Un léger accent du Sud trahit Benoît Teste, né à Perpignan en 1978. Il grandit dans le Gers (32) avec sa mère, au milieu d’une fratrie de quatre garçons, passe son bac à Auch avant de rejoindre Toulouse. Après les classes préparatoires, le jeune Benoît, au profil très littéraire, se lance dans une licence d ’histoire. « Je ne voulais pas forcément devenir prof, ce n’était pas une vocation, confesse l’enseignant. J’avais un goût pour l’histoire et les études, donc la probabilité de devenir prof était grande. » Après avoir obtenu un CAPES histoire-géographie en 2001, le Sudiste est envoyé dans l’académie de Créteil, « là où tous les jeunes profs sont envoyés » et va passer quatre ans titulaire d’une zone de remplacement vers Melun (77). En 2006, il quitte la région parisienne pour rejoindre sa mère dans l’académie de Lyon où il passera l’agrégation en interne en 2007. S’il concède le degré de difficulté de l’examen, Benoît Teste milite pour que l’agrégation soit le seul concours reconnu, arguant qu’en interne, « on prend plus en compte les compétences dans l’enseignement ». Déjà militant mais non encarté pendant ses études, c’est une fois prof que le secrétaire général s’est syndiqué au SNES-FSU, la branche des enseignants du second degré.
« C’est là qu’on peut discuter du métier. C’est paradoxal, parce qu’en tant que fonctionnaire on a la sécurité de l’emploi, mais on est pris dans une logique de pression importante. Le syndicat est un lieu pour en parler et se renseigner sur ses droits. » Le syndicat non plus n’était pas un plan de carrière pour ce passionné d’opéra qui, une fois arrivé à Lyon, milite de plus en plus sur les problèmes des autres enseignants remplaçants. Il obtient rapidement davantage de responsabilités et devient secrétaire académique de la section lyonnaise en 2012. Parallèlement, il s’implique toujours plus au niveau national et « de proche en loin » commence à travailler sur les droits de tous les fonctionnaires avant de devenir secrétaire général adjoint national du SNES-FSU en 2016. C’est sa récente élection au rang de secrétaire général FSU qui l’a poussé à quitter Lyon pour s’installer dans la capitale dont il regrette « les prix délirants ». Le temps libre se fait désormais rare chez ce cinéphile. « J’essaie de rentabiliser ma carte en allant au cinéma deux fois par semaine. »
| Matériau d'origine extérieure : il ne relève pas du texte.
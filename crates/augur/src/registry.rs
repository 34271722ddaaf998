//! SessionRegistry - concurrent per-session access via DashMap.
//!
//! The registry is the sole owner of session lifetime: sessions exist
//! from `create` until `end` (or idle eviction). DashMap gives per-entry
//! locking, so games on different session ids never block each other
//! while operations on one id stay serialized.

use std::time::Duration;

use dashmap::DashMap;
use uuid::Uuid;

use crate::domain::{GameError, GameSession};

/// Process-wide mapping from session id to live game state.
pub struct SessionRegistry {
    sessions: DashMap<Uuid, GameSession>,
}

impl SessionRegistry {
    /// Create an empty registry.
    pub fn new() -> Self {
        Self {
            sessions: DashMap::new(),
        }
    }

    /// Register a fresh session and return its identifier.
    pub fn create(&self) -> Uuid {
        let session = GameSession::new();
        let id = session.id;
        self.sessions.insert(id, session);
        id
    }

    /// Cloned view of a session, refreshing its idle timer.
    /// Fails with `InvalidSession` for unknown or ended ids.
    pub fn snapshot(&self, id: Uuid) -> Result<GameSession, GameError> {
        let mut entry = self.sessions.get_mut(&id).ok_or(GameError::InvalidSession)?;
        entry.touch();
        Ok(entry.clone())
    }

    /// Upsert an answer into a session's map.
    pub fn record_answer(&self, id: Uuid, question_id: i64, answer: bool) -> Result<(), GameError> {
        let mut entry = self.sessions.get_mut(&id).ok_or(GameError::InvalidSession)?;
        entry.record_answer(question_id, answer);
        Ok(())
    }

    /// Atomically remove and return a session. The identifier is
    /// permanently invalid afterwards.
    pub fn end(&self, id: Uuid) -> Result<GameSession, GameError> {
        self.sessions
            .remove(&id)
            .map(|(_, session)| session)
            .ok_or(GameError::InvalidSession)
    }

    /// Drop every session idle for longer than `ttl`. Returns how many
    /// were evicted.
    pub fn evict_idle(&self, ttl: Duration) -> usize {
        let Ok(ttl) = chrono::Duration::from_std(ttl) else {
            return 0;
        };
        let cutoff = chrono::Utc::now() - ttl;
        let before = self.sessions.len();
        self.sessions.retain(|_, session| session.last_touched >= cutoff);
        before - self.sessions.len()
    }

    /// Number of active sessions.
    pub fn len(&self) -> usize {
        self.sessions.len()
    }

    /// Whether no session is active.
    pub fn is_empty(&self) -> bool {
        self.sessions.is_empty()
    }
}

impl Default for SessionRegistry {
    fn default() -> Self {
        Self::new()
    }
}

#[cfg(test)]
mod tests {
    use super::*;

    #[test]
    fn create_then_snapshot_roundtrips() {
        let registry = SessionRegistry::new();
        let id = registry.create();

        let session = registry.snapshot(id).unwrap();
        assert_eq!(session.id, id);
        assert!(session.answers.is_empty());
    }

    #[test]
    fn unknown_id_is_invalid_session() {
        let registry = SessionRegistry::new();
        let id = Uuid::new_v4();

        assert!(matches!(
            registry.snapshot(id),
            Err(GameError::InvalidSession)
        ));
        assert!(matches!(
            registry.record_answer(id, 1, true),
            Err(GameError::InvalidSession)
        ));
        assert!(matches!(registry.end(id), Err(GameError::InvalidSession)));
    }

    #[test]
    fn record_answer_upserts_into_session() {
        let registry = SessionRegistry::new();
        let id = registry.create();

        registry.record_answer(id, 3, true).unwrap();
        registry.record_answer(id, 3, false).unwrap();
        registry.record_answer(id, 5, true).unwrap();

        let session = registry.snapshot(id).unwrap();
        assert_eq!(session.answers.len(), 2);
        assert_eq!(session.answers.get(&3), Some(&false));
    }

    #[test]
    fn end_removes_session_permanently() {
        let registry = SessionRegistry::new();
        let id = registry.create();
        registry.record_answer(id, 1, true).unwrap();

        let session = registry.end(id).unwrap();
        assert_eq!(session.answers.len(), 1);

        // Every further operation on the id is rejected
        assert!(matches!(registry.end(id), Err(GameError::InvalidSession)));
        assert!(matches!(
            registry.snapshot(id),
            Err(GameError::InvalidSession)
        ));
        assert!(matches!(
            registry.record_answer(id, 2, false),
            Err(GameError::InvalidSession)
        ));
    }

    #[test]
    fn evict_idle_drops_only_stale_sessions() {
        let registry = SessionRegistry::new();
        let stale = registry.create();
        let fresh = registry.create();

        // Age the first session past the cutoff
        registry
            .sessions
            .get_mut(&stale)
            .unwrap()
            .last_touched = chrono::Utc::now() - chrono::Duration::seconds(120);

        let evicted = registry.evict_idle(Duration::from_secs(60));
        assert_eq!(evicted, 1);
        assert!(matches!(
            registry.snapshot(stale),
            Err(GameError::InvalidSession)
        ));
        assert!(registry.snapshot(fresh).is_ok());
    }
}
Au menu de son nouvel emploi du temps, allées et venues dans les ministères, réunions intersyndicales et animation des réunions du bureau de la FSU situé aux Lilas. « Je suis amené à prendre l’avis de pleins de gens, c’est vraiment un travail de synthèse. » Pour celui qui préfère parler syndicalisme plutôt que de détailler sa vie privée, la médiatisation qui va avec son nouveau statut n’est pas « le plus agréable. C’est sympa la maman qui nous regarde à la télé, mais on est vite exposé, surtout que ce qu’on fait est un peu clivant, les grèves impactent les gens ». La grève, il l’a faite deux vendredis au lycée Suger et a reversé les autres jours aux caisses de grève et aux syndicats. Il a pris part à deux manifestations au flambeau à Saint-Denis ainsi qu’au meeting national des leaders de la gauche organisé en décembre à la bourse du travail. Des rencontres qui lui ont permis de juger la vie politique de la ville « assez en prise » avec le FSU. Fort de son parcours, Benoît Teste l’assure, « j’aurais une autre vie » après au moins un mandat de trois ans.